───── Extracted data
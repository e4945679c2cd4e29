//! Root Controller - owns the viewport-sized root node and drives layout.
//!
//! The root is the only participant that solves layout. It reacts to the
//! coalesced channels:
//!
//! - `optimizedResize`: copy the viewport into the root node, raise dirty
//! - `optimizedDirtyLayout`: solve the whole tree, raise update
//! - `optimizedUpdateLayout`: record its own rectangle
//!
//! Every solve is followed by exactly one update, so boxes never read a
//! stale rectangle.

use std::cell::RefCell;
use std::rc::{Rc, Weak};

use spark_signals::Signal;
use tracing::{debug, instrument};

use crate::error::Result;
use crate::layout::LayoutNode;
use crate::primitives::{BoxContext, BoxController, BoxProps, Phase};
use crate::signals::{
    ListenerId, SignalBus, DIRTY_LAYOUT, OPTIMIZED_DIRTY_LAYOUT, OPTIMIZED_RESIZE,
    OPTIMIZED_UPDATE_LAYOUT, UPDATE_LAYOUT,
};
use crate::types::{ComputedRect, Dimension, Viewport};

struct RootState {
    node: LayoutNode,
    rect: ComputedRect,
    phase: Phase,
    passes: u64,
}

/// Handlers return the raw signal to raise next, if any. It is published
/// only after the state borrow is released.
type Raise = Option<&'static str>;

impl RootState {
    #[instrument(level = "debug", skip_all, fields(width = viewport.width, height = viewport.height))]
    fn handle_resize(&mut self, viewport: Viewport) -> Result<Raise> {
        if self.phase != Phase::Mounted {
            return Ok(None);
        }
        self.node.set_width(Dimension::Points(viewport.width))?;
        self.node.set_height(Dimension::Points(viewport.height))?;
        Ok(Some(DIRTY_LAYOUT))
    }

    #[instrument(level = "debug", skip_all)]
    fn handle_dirty(&mut self) -> Result<Raise> {
        if self.phase != Phase::Mounted {
            return Ok(None);
        }
        self.node.calculate_layout()?;
        self.passes += 1;
        debug!(pass = self.passes, "layout solved");
        Ok(Some(UPDATE_LAYOUT))
    }

    fn handle_update(&mut self) -> Result<Raise> {
        if self.phase != Phase::Mounted {
            return Ok(None);
        }
        self.rect = self.node.computed_layout()?;
        Ok(None)
    }
}

fn with_state(
    state: &Weak<RefCell<RootState>>,
    bus: &SignalBus,
    f: impl FnOnce(&mut RootState) -> Result<Raise>,
) -> Result<()> {
    let Some(state) = state.upgrade() else {
        return Ok(());
    };
    let raise = f(&mut state.borrow_mut())?;
    if let Some(name) = raise {
        bus.publish(name);
    }
    Ok(())
}

/// Coordinator at the top of the box tree.
pub struct RootController {
    state: Rc<RefCell<RootState>>,
    content: BoxController,
    bus: Rc<SignalBus>,
    viewport: Signal<Viewport>,
    listeners: Vec<ListenerId>,
}

impl RootController {
    /// Build the root node (flex-grow 1) with a single content box below it.
    pub fn new(viewport: Signal<Viewport>, content: BoxProps, ctx: &BoxContext) -> Result<Self> {
        let mut node = ctx.engine.create_node()?;
        node.set_flex_grow(1.0)?;

        let content_node = ctx.engine.create_node()?;
        node.insert_child(&content_node)?;
        let content = BoxController::new(content_node, content, ctx)?;

        Ok(Self {
            state: Rc::new(RefCell::new(RootState {
                node,
                rect: ComputedRect::ZERO,
                phase: Phase::Constructing,
                passes: 0,
            })),
            content,
            bus: ctx.bus.clone(),
            viewport,
            listeners: Vec::new(),
        })
    }

    /// Subscribe to the coalesced channels, mount the content and size the
    /// root to the current viewport.
    pub fn mount(&mut self) -> Result<()> {
        if self.phase() != Phase::Constructing {
            return Ok(());
        }

        let weak = Rc::downgrade(&self.state);
        self.listeners.push(self.bus.subscribe(OPTIMIZED_DIRTY_LAYOUT, move |bus| {
            with_state(&weak, bus, RootState::handle_dirty)
        }));

        let weak = Rc::downgrade(&self.state);
        let viewport = self.viewport.clone();
        self.listeners.push(self.bus.subscribe(OPTIMIZED_RESIZE, move |bus| {
            with_state(&weak, bus, |state| state.handle_resize(viewport.get()))
        }));

        let weak = Rc::downgrade(&self.state);
        self.listeners.push(self.bus.subscribe(OPTIMIZED_UPDATE_LAYOUT, move |bus| {
            with_state(&weak, bus, RootState::handle_update)
        }));

        self.state.borrow_mut().phase = Phase::Mounted;
        self.content.mount()?;

        // synchronous: the first solve must not wait on a resize event
        let viewport = self.viewport.get();
        with_state(&Rc::downgrade(&self.state), &self.bus, |state| {
            state.handle_resize(viewport)
        })
    }

    /// Unsubscribe, unmount the content, then release the root node.
    pub fn unmount(&mut self) -> Result<()> {
        if self.phase() == Phase::Unmounted {
            return Ok(());
        }
        for id in self.listeners.drain(..) {
            self.bus.unsubscribe(id);
        }
        self.content.unmount()?;

        let mut state = self.state.borrow_mut();
        state.phase = Phase::Unmounted;
        state.node.remove()
    }

    pub fn phase(&self) -> Phase {
        self.state.borrow().phase
    }

    pub fn content(&self) -> &BoxController {
        &self.content
    }

    pub fn content_mut(&mut self) -> &mut BoxController {
        &mut self.content
    }

    /// Root rectangle as of the last update.
    pub fn rect(&self) -> ComputedRect {
        self.state.borrow().rect
    }

    /// Layout passes run by this root.
    pub fn passes(&self) -> u64 {
        self.state.borrow().passes
    }

    pub fn viewport(&self) -> Viewport {
        self.viewport.get()
    }
}

impl std::fmt::Debug for RootController {
    fn fmt(&self, f: &mut std::fmt::Formatter<'_>) -> std::fmt::Result {
        let state = self.state.borrow();
        f.debug_struct("RootController")
            .field("phase", &state.phase)
            .field("rect", &state.rect)
            .field("passes", &state.passes)
            .field("content", &self.content)
            .finish()
    }
}

// =============================================================================
// Tests
// =============================================================================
──────────
_Task prompt:_
Set down all of the lines above without altering a word.

_Output for this exercise:_
repository e4945679c2cd4e29
//! Root Controller - owns the viewport-sized root node and drives layout.
//!
//! The root is the only participant that solves layout. It reacts to the
//! coalesced channels:
//!
//! - `optimizedResize`: copy the viewport into the root node, raise dirty
//! - `optimizedDirtyLayout`: solve the whole tree, raise update
//! - `optimizedUpdateLayout`: record its own rectangle
//!
//! Every solve is followed by exactly one update, so boxes never read a
//! stale rectangle.

use std::cell::RefCell;
use std::rc::{Rc, Weak};

use spark_signals::Signal;
use tracing::{debug, instrument};

use crate::error::Result;
use crate::layout::LayoutNode;
use crate::primitives::{BoxContext, BoxController, BoxProps, Phase};
use crate::signals::{
    ListenerId, SignalBus, DIRTY_LAYOUT, OPTIMIZED_DIRTY_LAYOUT, OPTIMIZED_RESIZE,
    OPTIMIZED_UPDATE_LAYOUT, UPDATE_LAYOUT,
};
use crate::types::{ComputedRect, Dimension, Viewport};

struct RootState {
    node: LayoutNode,
    rect: ComputedRect,
    phase: Phase,
    passes: u64,
}

/// Handlers return the raw signal to raise next, if any. It is published
/// only after the state borrow is released.
type Raise = Option<&'static str>;

impl RootState {
    #[instrument(level = "debug", skip_all, fields(width = viewport.width, height = viewport.height))]
    fn handle_resize(&mut self, viewport: Viewport) -> Result<Raise> {
        if self.phase != Phase::Mounted {
            return Ok(None);
        }
        self.node.set_width(Dimension::Points(viewport.width))?;
        self.node.set_height(Dimension::Points(viewport.height))?;
        Ok(Some(DIRTY_LAYOUT))
    }

    #[instrument(level = "debug", skip_all)]
    fn handle_dirty(&mut self) -> Result<Raise> {
        if self.phase != Phase::Mounted {
            return Ok(None);
        }
        self.node.calculate_layout()?;
        self.passes += 1;
        debug!(pass = self.passes, "layout solved");
        Ok(Some(UPDATE_LAYOUT))
    }

    fn handle_update(&mut self) -> Result<Raise> {
        if self.phase != Phase::Mounted {
            return Ok(None);
        }
        self.rect = self.node.computed_layout()?;
        Ok(None)
    }
}

fn with_state(
    state: &Weak<RefCell<RootState>>,
    bus: &SignalBus,
    f: impl FnOnce(&mut RootState) -> Result<Raise>,
) -> Result<()> {
    let Some(state) = state.upgrade() else {
        return Ok(());
    };
    let raise = f(&mut state.borrow_mut())?;
    if let Some(name) = raise {
        bus.publish(name);
    }
    Ok(())
}

/// Coordinator at the top of the box tree.
pub struct RootController {
    state: Rc<RefCell<RootState>>,
    content: BoxController,
    bus: Rc<SignalBus>,
    viewport: Signal<Viewport>,
    listeners: Vec<ListenerId>,
}

impl RootController {
    /// Build the root node (flex-grow 1) with a single content box below it.
    pub fn new(viewport: Signal<Viewport>, content: BoxProps, ctx: &BoxContext) -> Result<Self> {
        let mut node = ctx.engine.create_node()?;
        node.set_flex_grow(1.0)?;

        let content_node = ctx.engine.create_node()?;
        node.insert_child(&content_node)?;
        let content = BoxController::new(content_node, content, ctx)?;

        Ok(Self {
            state: Rc::new(RefCell::new(RootState {
                node,
                rect: ComputedRect::ZERO,
                phase: Phase::Constructing,
                passes: 0,
            })),
            content,
            bus: ctx.bus.clone(),
            viewport,
            listeners: Vec::new(),
        })
    }

    /// Subscribe to the coalesced channels, mount the content and size the
    /// root to the current viewport.
    pub fn mount(&mut self) -> Result<()> {
        if self.phase() != Phase::Constructing {
            return Ok(());
        }

        let weak = Rc::downgrade(&self.state);
        self.listeners.push(self.bus.subscribe(OPTIMIZED_DIRTY_LAYOUT, move |bus| {
            with_state(&weak, bus, RootState::handle_dirty)
        }));

        let weak = Rc::downgrade(&self.state);
        let viewport = self.viewport.clone();
        self.listeners.push(self.bus.subscribe(OPTIMIZED_RESIZE, move |bus| {
            with_state(&weak, bus, |state| state.handle_resize(viewport.get()))
        }));

        let weak = Rc::downgrade(&self.state);
        self.listeners.push(self.bus.subscribe(OPTIMIZED_UPDATE_LAYOUT, move |bus| {
            with_state(&weak, bus, RootState::handle_update)
        }));

        self.state.borrow_mut().phase = Phase::Mounted;
        self.content.mount()?;

        // synchronous: the first solve must not wait on a resize event
        let viewport = self.viewport.get();
        with_state(&Rc::downgrade(&self.state), &self.bus, |state| {
            state.handle_resize(viewport)
        })
    }

    /// Unsubscribe, unmount the content, then release the root node.
    pub fn unmount(&mut self) -> Result<()> {
        if self.phase() == Phase::Unmounted {
            return Ok(());
        }
        for id in self.listeners.drain(..) {
            self.bus.unsubscribe(id);
        }
        self.content.unmount()?;

        let mut state = self.state.borrow_mut();
        state.phase = Phase::Unmounted;
        state.node.remove()
    }

    pub fn phase(&self) -> Phase {
        self.state.borrow().phase
    }

    pub fn content(&self) -> &BoxController {
        &self.content
    }

    pub fn content_mut(&mut self) -> &mut BoxController {
        &mut self.content
    }

    /// Root rectangle as of the last update.
    pub fn rect(&self) -> ComputedRect {
        self.state.borrow().rect
    }

    /// Layout passes run by this root.
    pub fn passes(&self) -> u64 {
        self.state.borrow().passes
    }

    pub fn viewport(&self) -> Viewport {
        self.viewport.get()
    }
}

impl std::fmt::Debug for RootController {
    fn fmt(&self, f: &mut std::fmt::Formatter<'_>) -> std::fmt::Result {
        let state = self.state.borrow();
        f.debug_struct("RootController")
            .field("phase", &state.phase)
            .field("rect", &state.rect)
            .field("passes", &state.passes)
            .field("content", &self.content)
            .finish()
    }
}

// =============================================================================
// Tests
// =============================================================================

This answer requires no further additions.